Aim of the exercise →
The answer must be the full listing, restated word for word.

Records for this task →

◆ ◆ ◆ ◆ ◆ ◆ ◆

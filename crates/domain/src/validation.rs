//! Field validation shared by the registration and recording commands.

use catalog::{BloodGroup, OrganType};
use chrono::NaiveDate;
use garde::{Report, Validate};

use crate::error::DomainError;

/// Runs the garde rules of a command and folds the report into one message.
pub fn validate_struct<T>(value: &T) -> Result<(), DomainError>
where
    T: Validate,
    T::Context: Default,
{
    value
        .validate()
        .map_err(|report| DomainError::Validation(format_validation_errors(&report)))
}

fn format_validation_errors(report: &Report) -> String {
    report
        .iter()
        .map(|(path, error)| {
            if path.to_string().is_empty() {
                error.message().to_string()
            } else {
                format!("{}: {}", path, error.message())
            }
        })
        .collect::<Vec<_>>()
        .join(", ")
}

/// Trims optional text and treats blank input as absent.
pub fn blank_to_none(value: Option<String>) -> Option<String> {
    value
        .map(|v| v.trim().to_string())
        .filter(|v| !v.is_empty())
}

/// Parses a `YYYY-MM-DD` calendar date. `label` names the field in errors.
pub fn parse_date(label: &str, value: &str) -> Result<NaiveDate, DomainError> {
    let bytes = value.as_bytes();
    let well_formed = bytes.len() == 10
        && bytes
            .iter()
            .enumerate()
            .all(|(i, b)| if i == 4 || i == 7 { *b == b'-' } else { b.is_ascii_digit() });

    if !well_formed {
        return Err(DomainError::Validation(format!(
            "Invalid {label} (expected YYYY-MM-DD)"
        )));
    }
    NaiveDate::parse_from_str(value, "%Y-%m-%d")
        .map_err(|_| DomainError::Validation(format!("Invalid {label} (not a calendar date)")))
}

pub fn parse_blood_group(value: &str) -> Result<BloodGroup, DomainError> {
    value
        .parse()
        .map_err(|_| DomainError::Validation(format!("Unknown blood group: {value}")))
}

pub fn parse_organ_type(value: &str) -> Result<OrganType, DomainError> {
    OrganType::new(value).map_err(|_| DomainError::Validation("Organ type required".to_string()))
}

/// Converts a client-supplied quantity into a ledger amount.
pub fn positive_quantity(label: &str, value: i64) -> Result<u32, DomainError> {
    u32::try_from(value)
        .ok()
        .filter(|q| *q >= 1)
        .ok_or_else(|| DomainError::Validation(format!("{label} must be >= 1")))
}

#[cfg(test)]
mod tests {
    use super::*;

    #[derive(Validate)]
    struct Contact {
        #[garde(length(min = 1))]
        name: String,
        #[garde(email)]
        email: Option<String>,
    }

    #[test]
    fn validate_struct_reports_field() {
        let contact = Contact {
            name: String::new(),
            email: None,
        };
        let err = validate_struct(&contact).unwrap_err();
        match err {
            DomainError::Validation(msg) => assert!(msg.contains("name")),
            other => panic!("expected validation error, got {other:?}"),
        }
    }

    #[test]
    fn validate_struct_skips_absent_optionals() {
        let contact = Contact {
            name: "Ann".to_string(),
            email: None,
        };
        assert!(validate_struct(&contact).is_ok());
    }

    #[test]
    fn dates_must_be_padded_and_real() {
        assert_eq!(
            parse_date("date", "2024-02-29").unwrap(),
            NaiveDate::from_ymd_opt(2024, 2, 29).unwrap()
        );
        assert!(parse_date("date", "2023-02-29").is_err());
        assert!(parse_date("date", "2024-2-9").is_err());
        assert!(parse_date("date", "29/02/2024").is_err());
        assert!(parse_date("date", "").is_err());
    }

    #[test]
    fn future_dates_are_accepted() {
        assert!(parse_date("date", "2999-12-31").is_ok());
    }

    #[test]
    fn blanks_become_none() {
        assert_eq!(blank_to_none(Some("  ".into())), None);
        assert_eq!(blank_to_none(Some(" x ".into())), Some("x".into()));
        assert_eq!(blank_to_none(None), None);
    }

    #[test]
    fn quantities_must_be_positive() {
        assert_eq!(positive_quantity("qty", 3).unwrap(), 3);
        assert!(positive_quantity("qty", 0).is_err());
        assert!(positive_quantity("qty", -2).is_err());
        assert!(positive_quantity("qty", i64::MAX).is_err());
    }
}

◆ ◆ ◆ ◆ ◆ ◆ ◆

Response to this exercise →
filename crates/domain/src/validation.rs
//! Field validation shared by the registration and recording commands.

use catalog::{BloodGroup, OrganType};
use chrono::NaiveDate;
use garde::{Report, Validate};

use crate::error::DomainError;

/// Runs the garde rules of a command and folds the report into one message.
pub fn validate_struct<T>(value: &T) -> Result<(), DomainError>
where
    T: Validate,
    T::Context: Default,
{
    value
        .validate()
        .map_err(|report| DomainError::Validation(format_validation_errors(&report)))
}

fn format_validation_errors(report: &Report) -> String {
    report
        .iter()
        .map(|(path, error)| {
            if path.to_string().is_empty() {
                error.message().to_string()
            } else {
                format!("{}: {}", path, error.message())
            }
        })
        .collect::<Vec<_>>()
        .join(", ")
}

/// Trims optional text and treats blank input as absent.
pub fn blank_to_none(value: Option<String>) -> Option<String> {
    value
        .map(|v| v.trim().to_string())
        .filter(|v| !v.is_empty())
}

/// Parses a `YYYY-MM-DD` calendar date. `label` names the field in errors.
pub fn parse_date(label: &str, value: &str) -> Result<NaiveDate, DomainError> {
    let bytes = value.as_bytes();
    let well_formed = bytes.len() == 10
        && bytes
            .iter()
            .enumerate()
            .all(|(i, b)| if i == 4 || i == 7 { *b == b'-' } else { b.is_ascii_digit() });

    if !well_formed {
        return Err(DomainError::Validation(format!(
            "Invalid {label} (expected YYYY-MM-DD)"
        )));
    }
    NaiveDate::parse_from_str(value, "%Y-%m-%d")
        .map_err(|_| DomainError::Validation(format!("Invalid {label} (not a calendar date)")))
}

pub fn parse_blood_group(value: &str) -> Result<BloodGroup, DomainError> {
    value
        .parse()
        .map_err(|_| DomainError::Validation(format!("Unknown blood group: {value}")))
}

pub fn parse_organ_type(value: &str) -> Result<OrganType, DomainError> {
    OrganType::new(value).map_err(|_| DomainError::Validation("Organ type required".to_string()))
}

/// Converts a client-supplied quantity into a ledger amount.
pub fn positive_quantity(label: &str, value: i64) -> Result<u32, DomainError> {
    u32::try_from(value)
        .ok()
        .filter(|q| *q >= 1)
        .ok_or_else(|| DomainError::Validation(format!("{label} must be >= 1")))
}

#[cfg(test)]
mod tests {
    use super::*;

    #[derive(Validate)]
    struct Contact {
        #[garde(length(min = 1))]
        name: String,
        #[garde(email)]
        email: Option<String>,
    }

    #[test]
    fn validate_struct_reports_field() {
        let contact = Contact {
            name: String::new(),
            email: None,
        };
        let err = validate_struct(&contact).unwrap_err();
        match err {
            DomainError::Validation(msg) => assert!(msg.contains("name")),
            other => panic!("expected validation error, got {other:?}"),
        }
    }

    #[test]
    fn validate_struct_skips_absent_optionals() {
        let contact = Contact {
            name: "Ann".to_string(),
            email: None,
        };
        assert!(validate_struct(&contact).is_ok());
    }

    #[test]
    fn dates_must_be_padded_and_real() {
        assert_eq!(
            parse_date("date", "2024-02-29").unwrap(),
            NaiveDate::from_ymd_opt(2024, 2, 29).unwrap()
        );
        assert!(parse_date("date", "2023-02-29").is_err());
        assert!(parse_date("date", "2024-2-9").is_err());
        assert!(parse_date("date", "29/02/2024").is_err());
        assert!(parse_date("date", "").is_err());
    }

    #[test]
    fn future_dates_are_accepted() {
        assert!(parse_date("date", "2999-12-31").is_ok());
    }

    #[test]
    fn blanks_become_none() {
        assert_eq!(blank_to_none(Some("  ".into())), None);
        assert_eq!(blank_to_none(Some(" x ".into())), Some("x".into()));
        assert_eq!(blank_to_none(None), None);
    }

    #[test]
    fn quantities_must_be_positive() {
        assert_eq!(positive_quantity("qty", 3).unwrap(), 3);
        assert!(positive_quantity("qty", 0).is_err());
        assert!(positive_quantity("qty", -2).is_err());
        assert!(positive_quantity("qty", i64::MAX).is_err());
    }
}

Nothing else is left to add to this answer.